Many internists love Sherlock Holmes.  Arthur Conan Doyle was a physician who stressed observation and reasoning.  As one carefully reads Sherlock Holmes and his successors, one can learn much about the reasoning process.

We currently have two school of reasoning in cognitive psychology.  One school, popularized by Kahneman and Tversky, focuses on diagnostic errors.  Many internists have loved this school.  Their work provides us labels and explanations for our misses.  We warn our learners about these errors.  However, one should question whether knowing the types of errors helps us develop expertise.

Naturalistic decision making (with Gary Klein as probably its most well known practitioner) describes a field dedicated to understanding expertise.  Thus we have the contrast of approach clinical reasoning either from a negative (error) approach or a positive (expertise) approach.  

These viewpoints are not mutually exclusive.  

For those who have great interest, I highly recommend Conditions for Intuitive Expertise: A Failure to Disagree

Another worthwhile discussion – Strategic decisions: When can you trust your gut?

Klein values intuition but does not rely on it alone.  He states:

It depends on what you mean by “trust.” If you mean, “My gut feeling is telling me this; therefore I can act on it and I don’t have to worry,” we say you should never trust your gut. You need to take your gut feeling as an important data point, but then you have to consciously and deliberately evaluate it, to see if it makes sense in this context. You need strategies that help rule things out. That’s the opposite of saying, “This is what my gut is telling me; let me gather information to confirm it.”

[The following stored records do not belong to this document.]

use crate::{
    config::PipelineConfig,
    cut_points::CutPointTable,
    error::PipelineError,
    output::OutputLocation,
    passage,
    sampler::WindowSampler,
    sequence_record::SequenceRecord,
    timeline::{OrderedTimeline, RecordOrderer},
};
use flu_months_protocol::{FilterReport, REPORT_SCHEMA, RunReport};
use rand::Rng;
use tracing::info;

/// Runs filter → order → cut points → sampling for one configuration.
#[derive(Debug, Clone)]
pub struct Pipeline {
    config: PipelineConfig,
}

impl Pipeline {
    pub fn new(config: PipelineConfig) -> Result<Self, PipelineError> {
        config.validate()?;
        Ok(Self { config })
    }

    pub fn config(&self) -> &PipelineConfig {
        &self.config
    }

    /// Writes the unpassaged, ORF-trimmed records of the source FASTA to the
    /// run's input file.
    pub fn filter_source(&self) -> Result<FilterReport, PipelineError> {
        passage::filter_file(&self.config.source_fasta, self.config.input_path())
    }

    pub fn load_timeline(&self) -> Result<OrderedTimeline, PipelineError> {
        let records = SequenceRecord::from_fasta_file(self.config.input_path())?;
        RecordOrderer::new(self.config.study_start, self.config.strict_dates).order(records)
    }

    pub fn cut_points(&self, timeline: &OrderedTimeline) -> Result<CutPointTable, PipelineError> {
        CutPointTable::generate(timeline.month_keys())
    }

    /// The full run. Cut points are generated and verified before the output
    /// directory is touched, and windows only become visible once all of them
    /// have been written.
    pub fn run<R: Rng + ?Sized>(
        &self,
        filter_first: bool,
        rng: &mut R,
    ) -> Result<RunReport, PipelineError> {
        let filter = if filter_first {
            Some(self.filter_source()?)
        } else {
            None
        };

        let timeline = self.load_timeline()?;
        let table = self.cut_points(&timeline)?;
        let sampler = WindowSampler::new(self.config.sample_size)?;

        let mut output = OutputLocation::prepare_fresh(self.config.output_path())?;
        let windows = sampler.sample_all(timeline.records(), table.cut_points(), rng, &mut output)?;
        let output_dir = output.commit()?;

        let report = RunReport {
            schema: REPORT_SCHEMA.to_string(),
            run_prefix: self.config.run_prefix.clone(),
            output_dir: output_dir.to_string_lossy().to_string(),
            sample_size: sampler.sample_size(),
            seed: self.config.seed,
            filter,
            order: timeline.to_report(&self.config.input_path().to_string_lossy()),
            windows,
        };
        info!(
            windows = report.windows.len(),
            sampled = report.total_sampled(),
            output = %report.output_dir,
            "run complete"
        );
        Ok(report)
    }
}

#[cfg(test)]
mod tests {
    use super::*;
    use crate::error::ErrorCode;
    use rand::{SeedableRng, rngs::StdRng};
    use std::fs;
    use tempfile::tempdir;

    fn write_input(path: &std::path::Path, dates: &[&str]) {
        let text: String = dates
            .iter()
            .enumerate()
            .map(|(i, date)| format!(">A/Test/{i}/2009 | {date} | Original\nATGAAACCC\n"))
            .collect();
        fs::write(path, text).unwrap();
    }

    fn config_in(dir: &std::path::Path, sample_size: usize) -> PipelineConfig {
        PipelineConfig {
            run_prefix: "trial".to_string(),
            input_fasta: Some(dir.join("trial.fasta").to_string_lossy().to_string()),
            output_dir: Some(dir.join("trial").to_string_lossy().to_string()),
            sample_size,
            seed: Some(5),
            ..PipelineConfig::default()
        }
    }

    #[test]
    fn test_run_writes_one_file_per_window() {
        let td = tempdir().unwrap();
        write_input(
            &td.path().join("trial.fasta"),
            &[
                "2009-04-02",
                "2009-04-20",
                "2009-05-05",
                "2009-06-01",
                "2009-06-11",
                "2009-06-30",
                "2009-07-04",
                "2009-03-30",
                "2009-07",
            ],
        );
        let pipeline = Pipeline::new(config_in(td.path(), 4)).unwrap();
        let mut rng = StdRng::seed_from_u64(5);
        let report = pipeline.run(false, &mut rng).unwrap();

        assert_eq!(report.order.retained, 7);
        assert_eq!(report.order.months_with_data, 4);
        let labels: Vec<&str> = report.windows.iter().map(|w| w.label.as_str()).collect();
        assert_eq!(labels, vec!["2009-06", "2009-07"]);
        assert_eq!(report.windows[0].window_records, 6);
        assert_eq!(report.windows[0].sampled_records, 4);
        assert_eq!(report.windows[1].window_records, 5);

        let out = td.path().join("trial");
        let mut files: Vec<String> = fs::read_dir(&out)
            .unwrap()
            .map(|e| e.unwrap().file_name().to_string_lossy().to_string())
            .collect();
        files.sort();
        assert_eq!(files, vec!["2009-06.fasta", "2009-07.fasta"]);
        let june = SequenceRecord::from_fasta_file(out.join("2009-06.fasta")).unwrap();
        assert_eq!(june.len(), 4);
    }

    #[test]
    fn test_missing_input_aborts_before_touching_output() {
        let td = tempdir().unwrap();
        let out = td.path().join("trial");
        fs::create_dir_all(&out).unwrap();
        fs::write(out.join("2009-06.fasta"), ">old\nATG\n").unwrap();

        let pipeline = Pipeline::new(config_in(td.path(), 25)).unwrap();
        let mut rng = StdRng::seed_from_u64(1);
        let err = pipeline.run(false, &mut rng).unwrap_err();
        assert_eq!(err.code, ErrorCode::NotFound);
        assert!(out.join("2009-06.fasta").exists());
    }

    #[test]
    fn test_invalid_config_is_rejected() {
        let config = PipelineConfig {
            sample_size: 0,
            ..PipelineConfig::default()
        };
        assert!(Pipeline::new(config).is_err());
    }
}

As I read Sherlock Holmes and other detectives, this describes them well.  As I talk to excellent clinicians, this describes them well.  When one first encounters a complex diagnostic problem thoughts occur.  Klein interestingly has found that experts entertain one diagnosis at at time.  They check that one rather than considering multiple diagnoses at once.  

When intuition drives us towards a diagnosis, we start the process of confirmation.  We only err when we ignore data that argue against confirmation.

Klein also has a wonderful concept of the premortem evaluation.  When considering a diagnosis and subsequent treatment, one should image what could go wrong.  If one simulates mentally a potential major problem, then we must seek out more information.

So what is this post really about.  We in medical education must study cognition, become aware of our own cognition, and teach these thought processes to our learners.  We must role model excellence if we want our learners to become excellent.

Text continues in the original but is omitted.